EXERCISE DIRECTIONS: Go to the line holding "use crate::storage::SnapshotStore;" in the entries below and write out exactly every line down to and including the line holding "let valid = match".

SUPPLIED MATERIAL:
■ ■ ■ ■ ■ ■ ■

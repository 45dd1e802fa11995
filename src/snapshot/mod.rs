//! Snapshot discovery.
//!
//! Snapshots are top-level folders in the bucket named by the upstream
//! export job, either a fixed-width numeric token (`2025070103`, hour
//! resolution) or an ISO calendar date (`2025-07-01`). A snapshot is only
//! a candidate once its completion marker exists, which signals that the
//! export finished writing.

use object_store::path::Path;
use serde::{Deserialize, Serialize};
use tracing::debug;

use crate::error::StorageError;
use crate::storage::SnapshotStore;

/// Identifier format used by the upstream export job.
#[derive(Debug, Clone, Copy, Default, PartialEq, Eq, Serialize, Deserialize)]
#[serde(rename_all = "lowercase")]
pub enum IdFormat {
    /// 10-digit numeric token, `YYYYMMDDHH`.
    #[default]
    Numeric,
    /// ISO calendar date, `YYYY-MM-DD`.
    Date,
}

/// A validated snapshot identifier.
///
/// The fixed-width formats make lexicographic order equal to chronological
/// order, which `latest` selection and the load ledger rely on.
#[derive(Debug, Clone, PartialEq, Eq, PartialOrd, Ord, Hash)]
pub struct SnapshotId(String);

impl SnapshotId {
    /// Parse a folder name as a snapshot identifier.
    pub fn parse(raw: &str, format: IdFormat) -> Option<Self> {
        let valid = match format {
            IdFormat::Numeric => raw.len() == 10 && raw.bytes().all(|b| b.is_ascii_digit()),
            IdFormat::Date => {
                chrono::NaiveDate::parse_from_str(raw, "%Y-%m-%d").is_ok() && raw.len() == 10
            }
        };
        valid.then(|| Self(raw.to_string()))
    }

    /// The raw identifier string.
    pub fn as_str(&self) -> &str {
        &self.0
    }

    /// The identifier's calendar-day prefix as `YYYYMMDD`.
    pub fn date_prefix(&self) -> String {
        if self.0.contains('-') {
            self.0.replace('-', "")
        } else {
            self.0[..8].to_string()
        }
    }
}

impl std::fmt::Display for SnapshotId {
    fn fmt(&self, f: &mut std::fmt::Formatter<'_>) -> std::fmt::Result {
        f.write_str(&self.0)
    }
}

/// Discovers completed snapshot folders in the bucket.
pub struct SnapshotDirectoryReader<'a> {
    storage: &'a SnapshotStore,
    format: IdFormat,
    live_prefix: &'a str,
    completion_marker: &'a str,
}

impl<'a> SnapshotDirectoryReader<'a> {
    pub fn new(
        storage: &'a SnapshotStore,
        format: IdFormat,
        live_prefix: &'a str,
        completion_marker: &'a str,
    ) -> Self {
        Self {
            storage,
            format,
            live_prefix,
            completion_marker,
        }
    }

    /// Path of the completion marker within a snapshot folder.
    fn marker_path(&self, id: &SnapshotId) -> Path {
        Path::from(format!(
            "{}/{}/{}",
            id.as_str(),
            self.live_prefix,
            self.completion_marker
        ))
    }

    /// List completed snapshot identifiers in ascending order.
    ///
    /// Folders that do not match the identifier format, or whose completion
    /// marker is absent, are skipped.
    pub async fn list_completed(&self) -> Result<Vec<SnapshotId>, StorageError> {
        let dirs = self.storage.list_top_level_dirs().await?;

        let mut completed = Vec::new();
        for dir in dirs {
            let Some(id) = SnapshotId::parse(&dir, self.format) else {
                continue;
            };
            if self.storage.exists(&self.marker_path(&id)).await? {
                completed.push(id);
            } else {
                debug!(snapshot = %id, "Skipping snapshot without completion marker");
            }
        }

        completed.sort();
        Ok(completed)
    }

    /// The most recent completed snapshot, if any.
    pub async fn latest(&self) -> Result<Option<SnapshotId>, StorageError> {
        Ok(self.list_completed().await?.pop())
    }
}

■ ■ ■ ■ ■ ■ ■

COMPLETED TASK:
use crate::storage::SnapshotStore;

/// Identifier format used by the upstream export job.
#[derive(Debug, Clone, Copy, Default, PartialEq, Eq, Serialize, Deserialize)]
#[serde(rename_all = "lowercase")]
pub enum IdFormat {
    /// 10-digit numeric token, `YYYYMMDDHH`.
    #[default]
    Numeric,
    /// ISO calendar date, `YYYY-MM-DD`.
    Date,
}

/// A validated snapshot identifier.
///
/// The fixed-width formats make lexicographic order equal to chronological
/// order, which `latest` selection and the load ledger rely on.
#[derive(Debug, Clone, PartialEq, Eq, PartialOrd, Ord, Hash)]
pub struct SnapshotId(String);

impl SnapshotId {
    /// Parse a folder name as a snapshot identifier.
    pub fn parse(raw: &str, format: IdFormat) -> Option<Self> {
        let valid = match format {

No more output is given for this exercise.